The award has propelled me to consolidate and expand my work. For this I have registered a trust called India Vision. I am breathing life into it at this moment. It will carry forward projects in the fields of prison reform, drug abuse prevention, empowerment of women, mental disability, and sports promotion. I seek your greater support in these projects.
I accept the Ramon Magsaysay Award with total gratitude to the Foundation and the Philippines, on behalf of my team comprising Police-Prison-People and my family from India.
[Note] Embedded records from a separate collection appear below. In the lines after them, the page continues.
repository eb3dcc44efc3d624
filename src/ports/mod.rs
mod cask_store;
mod env_source;

pub use cask_store::CaskStore;
pub use env_source::EnvSource;
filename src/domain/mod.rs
pub mod cask;
pub mod digest;
pub mod error;
pub mod paths;
pub mod release;
pub mod variant;

pub use cask::{AI_REVIEW, Arch, CaskProfile};
pub use digest::sha256_hex;
pub use error::AppError;
pub use paths::{CASKS_DIR, cask_path};
pub use release::{Checksums, ReleaseInputs};
pub use variant::{CaskVariant, ENV_SHA_ARM, ENV_SHA_INTEL, ENV_VERSION};
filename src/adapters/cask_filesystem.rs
use std::fs;
use std::io;
use std::path::{Path, PathBuf};

use crate::domain::AppError;
use crate::ports::CaskStore;

/// Filesystem-based cask store rooted at a tap directory.
#[derive(Debug, Clone)]
pub struct FilesystemCaskStore {
    root: PathBuf,
}

impl FilesystemCaskStore {
    /// Create a cask store for the given root directory.
    pub fn new(root: PathBuf) -> Self {
        Self { root }
    }

    /// Create a cask store for the current directory.
    pub fn current() -> Result<Self, AppError> {
        let cwd = std::env::current_dir()?;
        Ok(Self::new(cwd))
    }

    fn resolve(&self, path: &Path) -> PathBuf {
        self.root.join(path)
    }
}

impl CaskStore for FilesystemCaskStore {
    fn write_cask(&self, path: &Path, content: &str) -> Result<(), AppError> {
        let full = self.resolve(path);
        if let Some(parent) = full.parent() {
            fs::create_dir_all(parent)?;
        }
        fs::write(&full, content)?;
        Ok(())
    }

    fn read_cask(&self, path: &Path) -> Result<Option<String>, AppError> {
        match fs::read_to_string(self.resolve(path)) {
            Ok(content) => Ok(Some(content)),
            Err(err) if err.kind() == io::ErrorKind::NotFound => Ok(None),
            Err(err) => Err(err.into()),
        }
    }
}
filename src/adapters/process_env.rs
use crate::ports::EnvSource;

/// Environment source backed by the current process.
#[derive(Debug, Clone, Copy, Default)]
pub struct ProcessEnv;

impl EnvSource for ProcessEnv {
    fn var(&self, key: &str) -> Option<String> {
        // Non-unicode values are treated as unset.
        std::env::var(key).ok()
    }
}
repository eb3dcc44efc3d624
pub mod commands;
mod context;

pub use context::AppContext;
Kiran Bedi née Peshawaria was born on 9 June 1949 in Amritsar, a city located in northern India’s Punjab state. The second of four sisters, she is widely recognized as a woman with a sense of mission, someone who will struggle against any and all obstacles in order to follow her convictions. She is keenly aware that her life is different from that of most other women in India: she comes from a landed family and was the first in her family to enter any branch of government service, let alone the police. Asked if she would join the police service again if reborn, she has replied that she would, “provided I have the same parents.”
Born just after Partition, in the wake of Indian independence, Kiran was raised in a family with strong nationalistic feelings. Mahatma Gandhi and Jawaharlal Nehru were revered and afforded tremendous respect. She and her sisters called Nehru “Chacha” (Uncle), as in Chacha Nehru, as he was commonly known to the children of India at that time.
Kiran grew up in a large, two-story house with multiple rooms and extensive grounds and stables owned by her paternal grandparents. She and her immediate family lived on the ground floor; her father’s parents lived upstairs. Her father’s elder brother also lived in the house for a while but later moved to a family-owned hotel. While the family language was Punjabi, English and Hindi were also spoken, and there were always several English-language newspapers and books in the home. The result for Kiran, she says, was “a balanced growth of English, Hindi, and Punjabi.”